La extraña abrió las llaves de la regadera y esperó desnuda junto a la cortina reconociendo las pequeñísimas gotas de agua tibia que salpicaban sus muslos pálidos. Acercó sus dedos al agua aunque no necesitó tocarla para saber que ya estaba lista, el vapor se lo había confesado.
Como el agua no realizaba otra cosa que esperar a ser disfrutada por ella y su acompañante, la extraña no tardó ni un segundo en desgañitarse con decisión para que el forastero acudiera a la cita con la limpieza, esa que puede provocar gripe de sólo imaginarla.

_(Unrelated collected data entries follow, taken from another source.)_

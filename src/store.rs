//! Store client: the two atomic Redis primitives the lock protocol needs.
//!
//! Mutual exclusion is enforced entirely by the store, so both primitives
//! must execute as a single store-side operation. A client-side
//! exists-then-set or get-then-delete sequence reopens the race this
//! protocol exists to close.

use async_trait::async_trait;
use redis::aio::ConnectionManager;
use std::time::Duration;

use crate::{Result, StoreConfig};

/// Atomic compare-and-delete, evaluated server-side.
///
/// Deletes the key only while it still holds the caller's token, so a
/// release can never remove a lock that expired and was re-acquired by
/// someone else between the get and the delete.
const RELEASE_SCRIPT: &str = r#"
    if redis.call("get", KEYS[1]) == ARGV[1] then
        return redis.call("del", KEYS[1])
    else
        return 0
    end
"#;

/// Atomic primitives the lock protocol runs on.
///
/// One round trip to the store per call, no business logic. Implemented by
/// [`RedisStore`] for production use; tests substitute an in-memory store.
#[async_trait]
pub trait LockStore: Send + Sync {
    /// Create `key` holding `token` with expiry `ttl`, only if the key is
    /// currently absent. Returns whether the store created it.
    async fn set_if_absent(&self, key: &str, token: &str, ttl: Duration) -> Result<bool>;

    /// Delete `key` only if it currently holds `token`. Returns whether a
    /// record was deleted.
    async fn delete_if_matches(&self, key: &str, token: &str) -> Result<bool>;
}

/// Redis-backed [`LockStore`].
///
/// Holds a [`ConnectionManager`], which is cheap to clone and reconnects on
/// its own; one store can serve any number of lock operations concurrently.
pub struct RedisStore {
    conn: ConnectionManager,
}

impl RedisStore {
    /// Connect to Redis using the given configuration.
    pub async fn connect(config: &StoreConfig) -> Result<Self> {
        let client = redis::Client::open(config.connection_url())?;
        let conn = client.get_connection_manager().await?;
        Ok(Self { conn })
    }

    /// Wrap an existing connection manager.
    pub fn new(conn: ConnectionManager) -> Self {
        Self { conn }
    }
}

#[async_trait]
impl LockStore for RedisStore {
    async fn set_if_absent(&self, key: &str, token: &str, ttl: Duration) -> Result<bool> {
        // PX rejects a zero expiry
        let ttl_ms = (ttl.as_millis() as u64).max(1);

        let mut conn = self.conn.clone();
        let result: Option<String> = redis::cmd("SET")
            .arg(key)
            .arg(token)
            .arg("NX")
            .arg("PX")
            .arg(ttl_ms)
            .query_async(&mut conn)
            .await?;

        Ok(result.is_some())
    }

    async fn delete_if_matches(&self, key: &str, token: &str) -> Result<bool> {
        let mut conn = self.conn.clone();
        let deleted: i32 = redis::Script::new(RELEASE_SCRIPT)
            .key(key)
            .arg(token)
            .invoke_async(&mut conn)
            .await?;

        Ok(deleted == 1)
    }
}

#[cfg(test)]
mod tests {
    use crate::{LockClient, LockError, StoreConfig};
    use std::time::Duration;

    #[tokio::test]
    #[ignore = "requires Redis"]
    async fn test_acquire_release_roundtrip() {
        let config = StoreConfig::new("redis://127.0.0.1:6379");
        let client = LockClient::connect(&config).await.unwrap();

        let handle = client
            .acquire("dlock:test:roundtrip", Duration::from_secs(3600))
            .await
            .unwrap();

        let contended = client
            .acquire("dlock:test:roundtrip", Duration::from_secs(1))
            .await;
        assert!(matches!(contended, Err(LockError::InUse)));

        handle.release().await.unwrap();
        assert!(matches!(handle.release().await, Err(LockError::NoLock)));
    }

    #[tokio::test]
    #[ignore = "requires Redis"]
    async fn test_expired_lock_can_be_reacquired() {
        let config = StoreConfig::new("redis://127.0.0.1:6379");
        let client = LockClient::connect(&config).await.unwrap();

        let stale = client
            .acquire("dlock:test:expiry", Duration::from_millis(50))
            .await
            .unwrap();
        tokio::time::sleep(Duration::from_millis(120)).await;

        let fresh = client
            .acquire("dlock:test:expiry", Duration::from_secs(3600))
            .await
            .unwrap();

        // The stale handle's token no longer matches; the new record stays.
        assert!(matches!(stale.release().await, Err(LockError::NoLock)));
        fresh.release().await.unwrap();
    }
}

Antes de que él apareciera, se escurrió dentro de la regadera como un ladrón nocturno y dejó que el agua remojara su piel un poco antes de comenzar el ritual del baño. Metió la cabeza bajo el tibio chorro de agua, imaginando una cascada, un lugar. Se detuvo ahí, sólo bajó un poco la cabeza para permitir un espacio para respirar entre el agua y su cabello. El vapor ya había llenado todo el cuarto, apenas podían verse las paredes.
En eso estaba la extraña, cuando el forastero abrió con diligencia la puerta, se mostró ante sus ojos, preguntando qué es lo que sucedía, por qué esa mujer le requería con tanta prisa. Ella le respondió con firmeza que deseaba verlo desnudo. Por un momento la reacción del forastero fue de sorpresa, sin embargo realmente deseaba estar con la extraña, para compartir el agua y percibir cómo las gotas gruesas caen sobre el rostro, el impacto de cada una sobre su piel frágil ante el calor, ante la humedad.
Así que accedió a bañarse con ella, con la extraña. También anhelaba sentir su cuerpo junto al suyo, apreciar cómo las gotas se derraman a través de sus senos, de sus caderas, de sus piernas carnosas; atravesando el principio de su pubis y de los vellos que lo protegen. Nada más de pensarlo su miembro se ponía tan duro que no podía ocultarlo bajo sus pequeñas manos.
Las gotas empezaron a caer y cada una se estrellaba y se deshacía en pedazos contra su superficie de mortal húmedo. La extraña, asustada, alzó la vista pero ya no podía ver las paredes, la cortina, las llaves del agua, no podía ver sus pies; ya sólo la rodeaba el vapor, no podía ver el piso ¿dónde estaba el piso?
La extraña se percató de que el forastero estaba cayendo, caía y no veía el fondo por el vapor espeso (¿o acaso sería porque estaba demasiado lejos?)
Ni la humedad pudo ayudarle a frenar un poco la mortal caída, porque no era suficiente, el extraño era demasiado pesado para flotar con el vapor que luchaba por sostenerlo en el aire.
La extraña se consoló abrazándose, sintió su propia piel, superficie frágil ante el calor, ante la humedad.
El forastero se estrelló en el piso del baño sobre los otros cuerpos despedazados.